Le français et les affaires: les finances sont-elles plus importantes que le français?

Gabriel Côté
Le multimillionnaire Luc Poirier a suscité un débat en suggérant en ligne qu’il faudrait parler davantage de finances et moins de grammaire à l’école.
• À lire aussi: Le français et les affaires: dérapage linguistique dans une publicité de pneus d’hiver
• À lire aussi: La langue est en rapport de force
«Très tôt, on apprend aux jeunes le passé composé. Mais devrait-on plutôt commencer à leur apprendre l’intérêt composé?» se demandait le «dragon» dans un message publié mardi dans sa page Facebook.
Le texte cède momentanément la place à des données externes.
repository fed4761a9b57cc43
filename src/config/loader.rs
//! Configuration loading from disk.

use std::fs;
use std::path::Path;

use crate::config::schema::AppConfig;
use crate::config::validation::{validate_config, ValidationError};

/// Error type for configuration loading.
#[derive(Debug)]
pub enum ConfigError {
    Io(std::io::Error),
    Parse(toml::de::Error),
    Validation(Vec<ValidationError>),
}

impl std::fmt::Display for ConfigError {
    fn fmt(&self, f: &mut std::fmt::Formatter<'_>) -> std::fmt::Result {
        match self {
            ConfigError::Io(e) => write!(f, "IO error: {}", e),
            ConfigError::Parse(e) => write!(f, "Parse error: {}", e),
            ConfigError::Validation(errors) => {
                write!(f, "Validation failed: ")?;
                for (i, err) in errors.iter().enumerate() {
                    if i > 0 {
                        write!(f, ", ")?;
                    }
                    write!(f, "{}", err)?;
                }
                Ok(())
            }
        }
    }
}

impl std::error::Error for ConfigError {}

/// Parse and validate configuration from TOML text.
pub fn parse_config(content: &str) -> Result<AppConfig, ConfigError> {
    let config: AppConfig = toml::from_str(content).map_err(ConfigError::Parse)?;
    validate_config(&config).map_err(ConfigError::Validation)?;
    Ok(config)
}

/// Load and validate configuration from a TOML file.
pub fn load_config(path: &Path) -> Result<AppConfig, ConfigError> {
    let content = fs::read_to_string(path).map_err(ConfigError::Io)?;
    parse_config(&content)
}
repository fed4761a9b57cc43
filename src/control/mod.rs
//! Log level control subsystem.
//!
//! # Data Flow
//! ```text
//! Query parameters
//!     → parser.rs (normalize, classify, parse levels)
//!     → ChangeRequest (NoOp | SetAll | SetNamed)
//!     → applier.rs (resolve all, then apply)
//!     → LoggerRegistry (static or dynamic)
//!     → audit records
//! ```
//!
//! # Design Decisions
//! - Invalid levels are rejected before the registry is consulted
//! - Failed requests leave every logger untouched
//! - No retries; callers resubmit a corrected request

pub mod applier;
pub mod parser;

use std::collections::BTreeMap;
use std::sync::Arc;

use crate::error::ChangeError;
use crate::levels::Level;
use crate::observability::metrics;
use crate::registry::LoggerRegistry;

pub use applier::apply;
pub use parser::{parse_request, QueryParams};

/// A parsed level change, consumed by a single [`apply`] call.
#[derive(Debug, Clone, PartialEq, Eq)]
pub enum ChangeRequest {
    /// No parameters supplied.
    NoOp,
    /// Set every logger to this level.
    SetAll(Level),
    /// Set each named logger to its level.
    SetNamed(BTreeMap<String, Level>),
}

/// Entry point used by the admin layer.
#[derive(Debug, Clone)]
pub struct LevelController {
    registry: Arc<dyn LoggerRegistry>,
}

impl LevelController {
    pub fn new(registry: Arc<dyn LoggerRegistry>) -> Self {
        Self { registry }
    }

    pub fn registry(&self) -> &Arc<dyn LoggerRegistry> {
        &self.registry
    }

    /// Parse and apply a level change.
    pub fn change_levels(&self, params: &QueryParams) -> Result<(), ChangeError> {
        let result = parse_request(params).and_then(|request| apply(request, self.registry.as_ref()));

        if let Err(e) = &result {
            tracing::warn!(error = %e, "Rejected log level change");
            metrics::record_rejection(e.reason());
        }
        result
    }

    /// `(name, level)` for every logger, for status display.
    pub fn list_active_loggers(&self) -> Vec<(String, String)> {
        self.registry
            .list_entries()
            .into_iter()
            .map(|entry| (entry.name, entry.level.to_string()))
            .collect()
    }
}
Pour étayer son point, M. Poirier expliquait ensuite que le passé composé est utile pour raconter ce qu’on a fait, mais que l’intérêt composé, c’est-à-dire le mécanisme financier qui fait en sorte que des intérêts gagnés sur un capital génèrent à leur tour des intérêts, peut nous aider à changer ce qu’on fera à l’avenir.
«Je sais pourquoi on apprend le passé composé aux jeunes. C’est pour qu’ils puissent dire un jour: “j’aurais dû”. Je ne sais pas si c’est au passé composé, mais moi je connais l’intérêt composé, et ça, ça m’a pas mal plus aidé», concluait le multimillionnaire.
Faux dilemme
Il s’agit peut-être d’un faux dilemme, car rien n’empêche d’apprendre à maîtriser les chiffres et les lettres.
Au téléphone, Luc Poirier l’a d’ailleurs lui-même reconnu, assurant que l’argent n’était pas à ses yeux plus important que la langue.
«Le français, c’est super important. [...] Quand tu travailles dans une entreprise au Québec, tu n’as pas le choix, il me semble, de connaître le français», a-t-il dit, en plaidant même pour un meilleur enseignement de la langue de Molière.
«On devrait forcer plus de cours pour améliorer le français, c’est évident», a-t-il lancé. «La même chose pour l’éducation financière, l’anglais et l’éducation physique.»
La langue et l’argent
Il reste que le message de M. Poirier soulève une question intéressante: celle des rapports compliqués que nous entretenons avec la langue et l’argent.
Dans une lettre ouverte envoyée au Journal, l’écrivain Dany Laferrière rappelle à ce propos qu’il y a toutes sortes de postures possibles face à la langue. «Certains croient qu’elle est moins importante que le mouvement de l’argent, moins concrète que les problèmes de santé, et même qu’elle ne sied qu’aux diplomates ou aux sophistes», écrit l’académicien.

«Sauf que la langue se retrouve partout et que, sans elle, on arrivera difficilement à se faire comprendre», ajoute-t-il. «Si nous ne faisons qu’une ou deux choses dans la vie, nous devons tout de même nous exprimer de façon claire et précise.»